### Task goal
Print the first line of the data below and every one after it, through the line containing "const HABIT_COLUMNS: &str", exactly as written.
Dataset records below:
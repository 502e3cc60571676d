use anyhow::Result;
use rusqlite::{params, Connection, OptionalExtension, Row};

use super::helpers::{parse_weekdays, to_u32};
use super::Database;
use crate::models::{Frequency, Habit};

const HABIT_COLUMNS: &str = "id, name, description, category, frequency, custom_days, reminder,
     reminder_hour, reminder_minute, streak, next_occurrence, last_completed";

impl Database {
    /// Insert a habit or replace the row with the same id
    ///
    /// # Errors
    ///
    /// Returns an error if the database upsert or JSON serialization fails
    pub fn upsert_habit(&self, habit: &Habit) -> Result<()> {
        let conn = self.conn()?;
        Self::write_habit(&conn, habit)
    }

    /// Upsert a batch of habits in one transaction
    ///
    /// # Errors
    ///
    /// Returns an error if any upsert fails; the batch is rolled back
    pub fn upsert_habits(&self, habits: &[Habit]) -> Result<usize> {
        let mut conn = self.conn()?;
        let tx = conn.transaction()?;
        for habit in habits {
            Self::write_habit(&tx, habit)?;
        }
        tx.commit()?;
        Ok(habits.len())
    }

    /// Get all cached habits
    ///
    /// # Errors
    ///
    /// Returns an error if the database query fails
    pub fn get_habits(&self) -> Result<Vec<Habit>> {
        let conn = self.conn()?;
        let mut stmt = conn.prepare(&format!(
            "SELECT {HABIT_COLUMNS} FROM habits ORDER BY name COLLATE NOCASE, id"
        ))?;

        let habits = stmt
            .query_map([], Self::row_to_habit)?
            .collect::<std::result::Result<Vec<_>, _>>()?;

        Ok(habits)
    }

    /// Get a single habit by id
    ///
    /// # Errors
    ///
    /// Returns an error if the database query fails
    pub fn get_habit(&self, id: &str) -> Result<Option<Habit>> {
        let conn = self.conn()?;
        let habit = conn
            .query_row(
                &format!("SELECT {HABIT_COLUMNS} FROM habits WHERE id = ?1"),
                params![id],
                Self::row_to_habit,
            )
            .optional()?;

        Ok(habit)
    }

    /// Delete every cached habit
    ///
    /// # Errors
    ///
    /// Returns an error if the database delete operation fails
    pub fn clear_habits(&self) -> Result<usize> {
        let conn = self.conn()?;
        let deleted = conn.execute("DELETE FROM habits", [])?;
        Ok(deleted)
    }

    fn write_habit(conn: &Connection, habit: &Habit) -> Result<()> {
        let custom_days_json = serde_json::to_string(&habit.custom_days)?;

        conn.execute(
            "INSERT INTO habits (id, name, description, category, frequency, custom_days, reminder,
                                 reminder_hour, reminder_minute, streak, next_occurrence, last_completed)
             VALUES (?1, ?2, ?3, ?4, ?5, ?6, ?7, ?8, ?9, ?10, ?11, ?12)
             ON CONFLICT(id) DO UPDATE SET
                name = excluded.name,
                description = excluded.description,
                category = excluded.category,
                frequency = excluded.frequency,
                custom_days = excluded.custom_days,
                reminder = excluded.reminder,
                reminder_hour = excluded.reminder_hour,
                reminder_minute = excluded.reminder_minute,
                streak = excluded.streak,
                next_occurrence = excluded.next_occurrence,
                last_completed = excluded.last_completed",
            params![
                habit.id,
                habit.name,
                habit.description,
                habit.category,
                habit.frequency.as_str(),
                custom_days_json,
                i32::from(habit.reminder),
                habit.reminder_hour,
                habit.reminder_minute,
                habit.streak,
                habit.next_occurrence,
                habit.last_completed,
            ],
        )?;
        Ok(())
    }

    fn row_to_habit(row: &Row) -> rusqlite::Result<Habit> {
        Ok(Habit {
            id: row.get(0)?,
            name: row.get(1)?,
            description: row.get(2)?,
            category: row.get(3)?,
            frequency: Frequency::parse_lenient(&row.get::<_, String>(4)?),
            custom_days: parse_weekdays(5, &row.get::<_, String>(5)?)?,
            reminder: row.get::<_, i32>(6)? != 0,
            reminder_hour: row.get(7)?,
            reminder_minute: row.get(8)?,
            streak: to_u32(9, row.get(9)?)?,
            next_occurrence: row.get(10)?,
            last_completed: row.get(11)?,
        })
    }
}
End of Dataset records.
### Expected answer
repository 502e3cc60571676d
use anyhow::Result;
use rusqlite::{params, Connection, OptionalExtension, Row};

use super::helpers::{parse_weekdays, to_u32};
use super::Database;
use crate::models::{Frequency, Habit};

const HABIT_COLUMNS: &str = "id, name, description, category, frequency, custom_days, reminder,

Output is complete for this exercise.